Sorry if this is a dumb question, but I am looking into shadows using OptiX 7.2 and thanks to some great help from everyone here on the forum I have been very successful generating a simple shadowing technique using a kind of visibility test. However, I would like to know how to implement something like “long shadows” from a single light source (out of view). I think this will be executed with shadow rays, but am unsure.
Is there some example code using this concept, just a simple cube/sphere/etc. whereby a long shadow is generated?
I apologize in advance if this is a redundant question.
What does “long shadow” mean? What problem are you anticipating that is different from the shadows you have now?

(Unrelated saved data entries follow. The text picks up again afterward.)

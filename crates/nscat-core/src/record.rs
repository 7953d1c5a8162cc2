use rust_decimal::Decimal;
use serde::{Deserialize, Serialize};
use serde_json::Value;

/// One object from a JSON dataset, keyed by the upstream's field names.
pub type JsonRecord = serde_json::Map<String, Value>;

/// Product identifier joining the catalog, stock, price and unit datasets.
///
/// Never empty: construction goes through [`ProductCode::new`] or
/// [`ProductCode::from_value`], both of which reject blank input.
#[derive(Debug, Clone, PartialEq, Eq, Hash, PartialOrd, Ord, Serialize, Deserialize)]
#[serde(transparent)]
pub struct ProductCode(String);

impl ProductCode {
    #[must_use]
    pub fn new(raw: &str) -> Option<Self> {
        let trimmed = raw.trim();
        if trimmed.is_empty() {
            None
        } else {
            Some(Self(trimmed.to_string()))
        }
    }

    /// Upstream codes arrive as strings or as bare JSON numbers.
    #[must_use]
    pub fn from_value(value: &Value) -> Option<Self> {
        match value {
            Value::String(s) => Self::new(s),
            Value::Number(n) => Self::new(&n.to_string()),
            _ => None,
        }
    }

    #[must_use]
    pub fn as_str(&self) -> &str {
        &self.0
    }
}

impl std::fmt::Display for ProductCode {
    fn fmt(&self, f: &mut std::fmt::Formatter<'_>) -> std::fmt::Result {
        f.write_str(&self.0)
    }
}

/// A price that was locale-normalized when possible.
///
/// Values that do not parse as a number after normalization are kept
/// verbatim rather than dropped.
#[derive(Debug, Clone, PartialEq, Eq)]
pub enum Amount {
    Decimal(Decimal),
    Text(String),
}

impl std::fmt::Display for Amount {
    fn fmt(&self, f: &mut std::fmt::Formatter<'_>) -> std::fmt::Result {
        match self {
            Amount::Decimal(d) => write!(f, "{d}"),
            Amount::Text(s) => f.write_str(s),
        }
    }
}

impl Serialize for Amount {
    fn serialize<S: serde::Serializer>(&self, serializer: S) -> Result<S::Ok, S::Error> {
        serializer.serialize_str(&self.to_string())
    }
}

/// One row of a delimited-text dataset, cells paired with their trimmed
/// header names in column order.
#[derive(Debug, Clone, Default, PartialEq, Eq)]
pub struct CsvRow {
    cells: Vec<(String, Option<String>)>,
}

impl CsvRow {
    #[must_use]
    pub fn new(cells: Vec<(String, Option<String>)>) -> Self {
        Self { cells }
    }

    /// Looks a column up by header, ignoring ASCII case. The first matching
    /// column wins when a header repeats.
    #[must_use]
    pub fn get_ignore_case(&self, header: &str) -> Option<&str> {
        self.cells
            .iter()
            .find(|(h, _)| h.eq_ignore_ascii_case(header))
            .and_then(|(_, v)| v.as_deref())
    }

    #[must_use]
    pub fn has_column(&self, header: &str) -> bool {
        self.cells.iter().any(|(h, _)| h.eq_ignore_ascii_case(header))
    }
}

/// A catalog product joined with its stock, prices and weight.
///
/// Fields a contributing dataset did not supply stay `None`; nothing is
/// defaulted.
#[derive(Debug, Clone, PartialEq, Serialize)]
pub struct MergedRecord {
    pub code: ProductCode,
    pub name: Option<String>,
    pub manufacturer: Option<String>,
    pub category: Option<String>,
    pub description: Option<String>,
    /// Image URLs joined with `|`.
    pub images: Option<String>,
    /// Every field of the catalog object, as received.
    pub attributes: JsonRecord,
    pub stock: Option<Value>,
    /// Retail price (`pvp`).
    pub price: Option<Value>,
    pub price_wholesale: Option<Amount>,
    /// Weight in kilograms of the selected unit row, as received.
    pub weight: Option<Value>,
    pub weight_grams: Option<i64>,
}

impl MergedRecord {
    /// Starts a record carrying only catalog data.
    #[must_use]
    pub fn from_catalog(code: ProductCode, attributes: JsonRecord) -> Self {
        Self {
            code,
            name: None,
            manufacturer: None,
            category: None,
            description: None,
            images: None,
            attributes,
            stock: None,
            price: None,
            price_wholesale: None,
            weight: None,
            weight_grams: None,
        }
    }

    /// Case-insensitive, whitespace-tolerant manufacturer comparison.
    #[must_use]
    pub fn is_manufactured_by(&self, manufacturer: &str) -> bool {
        self.manufacturer
            .as_deref()
            .is_some_and(|m| m.trim().to_lowercase() == manufacturer.trim().to_lowercase())
    }
}
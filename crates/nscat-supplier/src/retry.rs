//! Bounded retry with a fixed back-off schedule.
//!
//! Only the catalog endpoint is wrapped in a [`RetryPolicy`]; the other
//! datasets are fetched once. Authentication failures are never retried
//! here, they belong to the 401-refresh path in [`crate::datasets`].

use std::future::Future;
use std::time::Duration;

use crate::error::SupplierError;

/// Attempt count plus the delay slept after each failed attempt.
///
/// When there are more attempts than delays, the last delay repeats.
#[derive(Debug, Clone, PartialEq, Eq)]
pub struct RetryPolicy {
    max_attempts: u32,
    delays: Vec<Duration>,
}

impl RetryPolicy {
    /// Builds a policy; `max_attempts` is clamped to at least one.
    #[must_use]
    pub fn new(max_attempts: u32, delays: Vec<Duration>) -> Self {
        Self {
            max_attempts: max_attempts.max(1),
            delays,
        }
    }

    /// Builds a policy from millisecond delays as configured.
    #[must_use]
    pub fn from_millis(max_attempts: u32, delays_ms: &[u64]) -> Self {
        Self::new(
            max_attempts,
            delays_ms.iter().copied().map(Duration::from_millis).collect(),
        )
    }

    #[must_use]
    pub fn max_attempts(&self) -> u32 {
        self.max_attempts
    }

    /// Delay slept after failed attempt `attempt` (1-based).
    #[must_use]
    pub fn delay_after(&self, attempt: u32) -> Duration {
        let idx = usize::try_from(attempt.saturating_sub(1)).unwrap_or(usize::MAX);
        self.delays
            .get(idx)
            .or_else(|| self.delays.last())
            .copied()
            .unwrap_or(Duration::ZERO)
    }

    /// Runs `operation` until it succeeds, fails with a non-transient error,
    /// or the attempt budget is spent. The last error is returned.
    ///
    /// # Errors
    ///
    /// Returns the error of the final attempt.
    pub async fn run<T, F, Fut>(&self, endpoint: &str, mut operation: F) -> Result<T, SupplierError>
    where
        F: FnMut() -> Fut,
        Fut: Future<Output = Result<T, SupplierError>>,
    {
        let mut attempt = 0u32;
        loop {
            attempt += 1;
            match operation().await {
                Ok(value) => return Ok(value),
                Err(err) => {
                    if !is_transient(&err) || attempt >= self.max_attempts {
                        return Err(err);
                    }
                    let delay = self.delay_after(attempt);
                    tracing::warn!(
                        endpoint,
                        attempt,
                        max_attempts = self.max_attempts,
                        delay_ms = u64::try_from(delay.as_millis()).unwrap_or(u64::MAX),
                        error = %err,
                        "transient upstream error, retrying after back-off"
                    );
                    tokio::time::sleep(delay).await;
                }
            }
        }
    }
}

/// Network failures, unexpected statuses and unparseable bodies are retried.
/// Everything auth-related falls through untouched.
pub(crate) fn is_transient(err: &SupplierError) -> bool {
    matches!(
        err,
        SupplierError::Network { .. }
            | SupplierError::UpstreamStatus { .. }
            | SupplierError::DataFormat { .. }
    )
}

#[cfg(test)]
mod tests {
    use std::sync::atomic::{AtomicU32, Ordering};
    use std::sync::Arc;

    use super::*;

    fn upstream_500() -> SupplierError {
        SupplierError::UpstreamStatus {
            endpoint: "getCatalogo".to_owned(),
            status: 500,
            snippet: "oops".to_owned(),
        }
    }

    #[test]
    fn last_delay_repeats() {
        let policy = RetryPolicy::from_millis(5, &[500, 1000, 2000]);
        assert_eq!(policy.delay_after(1), Duration::from_millis(500));
        assert_eq!(policy.delay_after(3), Duration::from_millis(2000));
        assert_eq!(policy.delay_after(4), Duration::from_millis(2000));
    }

    #[test]
    fn empty_schedule_means_no_delay() {
        assert_eq!(RetryPolicy::new(3, Vec::new()).delay_after(2), Duration::ZERO);
    }

    #[test]
    fn zero_attempts_is_clamped_to_one() {
        assert_eq!(RetryPolicy::new(0, Vec::new()).max_attempts(), 1);
    }

    #[test]
    fn auth_errors_are_not_transient() {
        assert!(!is_transient(&SupplierError::Unauthorized {
            endpoint: "getCatalogo".to_owned()
        }));
        assert!(!is_transient(&SupplierError::TokenMissing));
        assert!(is_transient(&upstream_500()));
        assert!(is_transient(&SupplierError::data_format(
            "getCatalogo",
            "not JSON",
            "<html>"
        )));
    }

    #[tokio::test]
    async fn succeeds_immediately_on_first_try() {
        let calls = Arc::new(AtomicU32::new(0));
        let c = Arc::clone(&calls);
        let result = RetryPolicy::from_millis(3, &[0])
            .run("getCatalogo", || {
                let c = Arc::clone(&c);
                async move {
                    c.fetch_add(1, Ordering::SeqCst);
                    Ok::<u32, SupplierError>(42)
                }
            })
            .await;
        assert_eq!(result.unwrap(), 42);
        assert_eq!(calls.load(Ordering::SeqCst), 1);
    }

    #[tokio::test]
    async fn retries_then_succeeds() {
        let calls = Arc::new(AtomicU32::new(0));
        let c = Arc::clone(&calls);
        let result = RetryPolicy::from_millis(3, &[0])
            .run("getCatalogo", || {
                let c = Arc::clone(&c);
                async move {
                    let attempt = c.fetch_add(1, Ordering::SeqCst) + 1;
                    if attempt < 3 {
                        Err(upstream_500())
                    } else {
                        Ok(99)
                    }
                }
            })
            .await;
        assert_eq!(result.unwrap(), 99);
        assert_eq!(calls.load(Ordering::SeqCst), 3);
    }

    #[tokio::test]
    async fn gives_up_after_max_attempts() {
        let calls = Arc::new(AtomicU32::new(0));
        let c = Arc::clone(&calls);
        let result = RetryPolicy::from_millis(3, &[0])
            .run("getCatalogo", || {
                let c = Arc::clone(&c);
                async move {
                    c.fetch_add(1, Ordering::SeqCst);
                    Err::<u32, _>(upstream_500())
                }
            })
            .await;
        assert!(matches!(
            result,
            Err(SupplierError::UpstreamStatus { status: 500, .. })
        ));
        assert_eq!(calls.load(Ordering::SeqCst), 3);
    }

    #[tokio::test]
    async fn does_not_retry_unauthorized() {
        let calls = Arc::new(AtomicU32::new(0));
        let c = Arc::clone(&calls);
        let result = RetryPolicy::from_millis(3, &[0])
            .run("getCatalogo", || {
                let c = Arc::clone(&c);
                async move {
                    c.fetch_add(1, Ordering::SeqCst);
                    Err::<u32, _>(SupplierError::Unauthorized {
                        endpoint: "getCatalogo".to_owned(),
                    })
                }
            })
            .await;
        assert!(matches!(result, Err(SupplierError::Unauthorized { .. })));
        assert_eq!(calls.load(Ordering::SeqCst), 1, "401 must not be retried");
    }
}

In general, your shadow rays should work regardless of the orientation of your geometry and light. If you’re worried about very narrow grazing angles and/or shadow-ray self-intersection, this article might be of interest to you: A Fast and Robust Method for Avoiding Self-Intersection, by Carsten Wächter and Nikolaus Binder, from Ray Tracing Gems Ray Tracing Gems
Thank you @dhart for the reply. I apologize for not getting back sooner, I have been on a mini-vacation, i.e., long weekend.
Maybe a sample image of what I am looking for could explain better (please see “long_shadows.png”). I am guess this is constructed using something along the lines of a shadow ray, but am not 100% certain.
Any hints/help would be greatly appreciated.
I see, yes you want to add shadow rays to your app to generate these kinds of shadows.
There’s a complete working example of shadow ray setups in multiple OptiX SDK samples. The
optixPathTracer sample is setup almost like the image you posted; it has a quad shaped area light source that casts shadows on the floor. The sample also includes indirect bounce lighting, which you can disable if you change the maximum depth to 0 in the
raygen program in
if( prd.done || prd.depth >= 0 ) // TODO RR, variable for depth
Wherever you see the word “occlusion” in
optixPathTracer, that’s referring to shadow rays. Note there are special hit & miss programs for the shadow rays, because they do something different from the primary camera (“radiance”) rays.
Take a tour through that code, learn how it works, play with it a little (turn off the shadows, change the shadow color, etc.) and let us know if you have any questions about it.
Thank you for the response and the helpful information. I will give the code a look and see how it goes.
Also, I found this: optix7course/example09_shadowRays at master · ingowald/optix7course · GitHub which looks like it has shadow rays as well.
Please also have a look at the new examples I just added to the OptiX 7 Advanced Samples showing how to implement different light types.
These allow placing different singular and area lights into a scene and it would be simple to mimic the above screenshot with some runtime generated or loaded objects and a single rectangle area light.